On 30 July 2025, Prof. Neil Vaughan, Associate Professor of Data Science and AI at University of Exeter, delivered a lecture at City University of Hong Kong titled “AI and DL to Stage and Classify Seizures Using EEG and MRI Neuroimaging Enhancement”.
In his talk, Prof. Vaughan first surveyed the field of AI-driven seizure analysis using electroencephalography (EEG). He reviewed current critical methodologies—including Hellinger distance metrics and particle swarm optimization—for staging and classifying epileptic seizures from open-access EEG datasets. These approaches collectively enhance diagnostic accuracy, enable real-time monitoring, and advance personalized treatment strategies.

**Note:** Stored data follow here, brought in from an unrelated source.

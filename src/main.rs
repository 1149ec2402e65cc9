use anyhow::{Context, Result};
use clap::Parser;
use listing_scout::{Pipeline, ScoutConfig};
use std::path::PathBuf;
use tracing::{info, warn};
use tracing_subscriber::EnvFilter;

/// Scrape Funda and Idealista listings into normalized records
#[derive(Debug, Parser)]
#[command(name = "listing-scout", version)]
struct Cli {
    /// Listing URLs to scrape
    urls: Vec<String>,

    /// File with one listing URL per line
    #[arg(long)]
    file: Option<PathBuf>,

    /// Where to write the JSON results
    #[arg(long, default_value = "scraped_listings.json")]
    output: PathBuf,

    /// Skip the headless browser tier
    #[arg(long)]
    no_browser: bool,
}

#[tokio::main]
async fn main() -> Result<()> {
    let _ = dotenvy::dotenv();

    tracing_subscriber::fmt()
        .with_env_filter(EnvFilter::try_from_default_env().unwrap_or_else(|_| EnvFilter::new("info")))
        .init();

    let cli = Cli::parse();

    let mut urls = cli.urls.clone();
    if let Some(path) = &cli.file {
        let contents = tokio::fs::read_to_string(path)
            .await
            .with_context(|| format!("Failed to read URL list {}", path.display()))?;
        urls.extend(
            contents
                .lines()
                .map(str::trim)
                .filter(|line| !line.is_empty() && !line.starts_with('#'))
                .map(str::to_string),
        );
    }
    if urls.is_empty() {
        anyhow::bail!("No listing URLs given; pass them as arguments or with --file");
    }

    let mut config = ScoutConfig::from_env().context("Invalid configuration")?;
    if cli.no_browser {
        config = config.without_browser();
    }

    info!("🏠 Listing Scout");
    info!("Scraping {} listing(s)", urls.len());

    let pipeline = Pipeline::from_config(&config).context("Failed to set up scraping pipeline")?;
    let entries = pipeline.scrape_batch(&urls).await;

    for (i, entry) in entries.iter().enumerate() {
        match &entry.record {
            Some(record) => {
                let tag = if record.is_estimated { " (estimated)" } else { "" };
                println!("{}. {}{}", i + 1, record.address, tag);
                println!("   Price: {}", record.price);
                println!("   Living area: {}", record.living_area);
                println!("   Bedrooms: {}, bathrooms: {}", record.bedrooms, record.bathrooms);
                println!("   Year built: {}", record.year_built);
                if let Some(per_sqm) = entry.price_per_sqm {
                    println!("   Price/m²: {:.2}", per_sqm);
                }
                println!("   URL: {}", record.source_url);
            }
            None => {
                warn!("{}. {} failed: {}", i + 1, entry.url, entry.error.as_deref().unwrap_or("unknown error"));
            }
        }
        println!();
    }

    let json = serde_json::to_string_pretty(&entries)?;
    tokio::fs::write(&cli.output, json)
        .await
        .with_context(|| format!("Failed to write {}", cli.output.display()))?;
    info!("💾 Saved {} results to {}", entries.len(), cli.output.display());

    Ok(())
}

Expanding on neuroimaging innovation, he introduced a generative AI framework for correcting motion artifacts in structural and functional MRI. His lab developed PySimPace (for realistic MRI motion simulation) and MoErGAN (a motion artifact simulator), focusing on minimizing algorithmic hallucination while ensuring interpretability and generalizability. The pipeline incorporates visual explainability tools like heatmaps and shaders to enhance clinical confidence. This work also contributes to the MICCAI challenge, aiming to redefine MRI quality standards.

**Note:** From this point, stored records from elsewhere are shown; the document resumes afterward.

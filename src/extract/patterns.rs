//! Per-field text and DOM candidates for the pattern-fallback phase.

use anyhow::{anyhow, Context, Result};
use regex::Regex;
use scraper::{ElementRef, Html, Selector};

/// Uncompiled candidate, as listed in a site profile.
#[derive(Debug, Clone)]
pub enum CandidateSpec {
    /// Normalized text of the first element matching a selector
    Selector(String),
    /// First text node containing `needle` among elements matching a selector
    SelectorContaining { css: String, needle: String },
    /// Texts of several selectors joined with ", "; every one must match
    Joined(Vec<String>),
    /// `<li>` items of the list that follows a heading with this exact text
    HeadingList(String),
    /// Capture group 1 of a pattern run over the raw content
    Regex {
        pattern: String,
        strip: String,
        suffix: String,
    },
}

/// Compiled candidate, ready to run against a page.
#[derive(Debug)]
pub enum Candidate {
    Selector(Selector),
    SelectorContaining { selector: Selector, needle: String },
    Joined(Vec<Selector>),
    HeadingList(String),
    Regex {
        regex: Regex,
        strip: String,
        suffix: String,
    },
}

fn compile_selector(css: &str) -> Result<Selector> {
    Selector::parse(css).map_err(|e| anyhow!("invalid selector {css:?}: {e}"))
}

impl CandidateSpec {
    pub fn compile(&self) -> Result<Candidate> {
        Ok(match self {
            CandidateSpec::Selector(css) => Candidate::Selector(compile_selector(css)?),
            CandidateSpec::SelectorContaining { css, needle } => Candidate::SelectorContaining {
                selector: compile_selector(css)?,
                needle: needle.clone(),
            },
            CandidateSpec::Joined(parts) => Candidate::Joined(
                parts
                    .iter()
                    .map(|css| compile_selector(css))
                    .collect::<Result<_>>()?,
            ),
            CandidateSpec::HeadingList(heading) => Candidate::HeadingList(heading.clone()),
            CandidateSpec::Regex {
                pattern,
                strip,
                suffix,
            } => Candidate::Regex {
                regex: Regex::new(pattern).with_context(|| format!("invalid pattern {pattern:?}"))?,
                strip: strip.clone(),
                suffix: suffix.clone(),
            },
        })
    }
}

fn normalized_text(element: ElementRef<'_>) -> String {
    element
        .text()
        .flat_map(str::split_whitespace)
        .collect::<Vec<_>>()
        .join(" ")
}

fn first_text(document: &Html, selector: &Selector) -> Option<String> {
    document
        .select(selector)
        .map(normalized_text)
        .find(|text| !text.is_empty())
}

impl Candidate {
    /// Run against a page. `raw` is the unparsed content `document` came from.
    pub fn matches(&self, document: &Html, raw: &str) -> Option<String> {
        match self {
            Candidate::Selector(selector) => first_text(document, selector),
            Candidate::SelectorContaining { selector, needle } => document
                .select(selector)
                .flat_map(|el| el.text())
                .map(str::trim)
                .find(|text| text.contains(needle.as_str()))
                .map(|text| text.split_whitespace().collect::<Vec<_>>().join(" ")),
            Candidate::Joined(selectors) => {
                let parts = selectors
                    .iter()
                    .map(|selector| first_text(document, selector))
                    .collect::<Option<Vec<_>>>()?;
                Some(parts.join(", "))
            }
            Candidate::HeadingList(heading) => heading_list(document, heading),
            Candidate::Regex {
                regex,
                strip,
                suffix,
            } => {
                let captured = regex.captures(raw)?.get(1)?.as_str();
                let mut value: String = captured.chars().filter(|c| !strip.contains(*c)).collect();
                if value.trim().is_empty() {
                    return None;
                }
                value.push_str(suffix);
                Some(value)
            }
        }
    }
}

fn heading_list(document: &Html, heading: &str) -> Option<String> {
    let headings = Selector::parse("h2, h3").ok()?;
    let items = Selector::parse("li").ok()?;

    let title = document
        .select(&headings)
        .find(|el| normalized_text(*el).eq_ignore_ascii_case(heading))?;

    let list = title
        .next_siblings()
        .filter_map(ElementRef::wrap)
        .find(|el| matches!(el.value().name(), "ul" | "ol"))?;

    let entries: Vec<String> = list
        .select(&items)
        .map(normalized_text)
        .filter(|text| !text.is_empty())
        .collect();

    if entries.is_empty() {
        None
    } else {
        Some(entries.join(", "))
    }
}

#[cfg(test)]
mod tests {
    use super::*;

    fn run(spec: CandidateSpec, html: &str) -> Option<String> {
        let doc = Html::parse_document(html);
        spec.compile().unwrap().matches(&doc, html)
    }

    #[test]
    fn selector_normalizes_whitespace() {
        let html = "<div class='price'>\n  € 450.000\n  k.k.\n</div>";
        assert_eq!(
            run(CandidateSpec::Selector(".price".into()), html),
            Some("€ 450.000 k.k.".to_string())
        );
    }

    #[test]
    fn containing_takes_first_matching_text_node() {
        let html = "<ul class='f'><li>3 kamers</li><li><span>85 m²</span><span>wonen</span></li></ul>";
        let spec = CandidateSpec::SelectorContaining {
            css: "ul.f li".into(),
            needle: "m²".into(),
        };
        assert_eq!(run(spec, html), Some("85 m²".to_string()));
    }

    #[test]
    fn joined_requires_every_part() {
        let html = "<h1><span class='a'>Aragohof 4-1</span><span class='b'>1098 AB Amsterdam</span></h1>";
        let both = CandidateSpec::Joined(vec!["h1 .a".into(), "h1 .b".into()]);
        let missing = CandidateSpec::Joined(vec!["h1 .a".into(), "h1 .c".into()]);
        assert_eq!(run(both, html), Some("Aragohof 4-1, 1098 AB Amsterdam".to_string()));
        assert_eq!(run(missing, html), None);
    }

    #[test]
    fn heading_list_reads_following_list() {
        let html = "<section><h2>Ubicación</h2>\n<ul><li>Calle Mayor 1</li><li> Sol </li><li>Madrid</li></ul></section>";
        assert_eq!(
            run(CandidateSpec::HeadingList("Ubicación".into()), html),
            Some("Calle Mayor 1, Sol, Madrid".to_string())
        );
    }

    #[test]
    fn regex_strips_and_suffixes() {
        let spec = CandidateSpec::Regex {
            pattern: r"([\d\.]+)\s*€".into(),
            strip: ".".into(),
            suffix: " €".into(),
        };
        assert_eq!(run(spec, "<p>Precio 325.000 €</p>"), Some("325000 €".to_string()));
    }

    #[test]
    fn invalid_selector_is_an_error() {
        assert!(CandidateSpec::Selector("div[".into()).compile().is_err());
    }
}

Lastly, Prof. Vaughan discussed translational applications, including a book chapter synthesizing generative AI’s role in medical imaging and ongoing clinical validation. His research bridges computational methods with practical healthcare solutions—from seizure monitoring to artifact-free neuroimaging.
The seminar concluded with an engaged discussion on AI’s expanding frontier in neurological diagnostics, attended by researchers and clinicians at CityUHK’s Department of Neuroscience.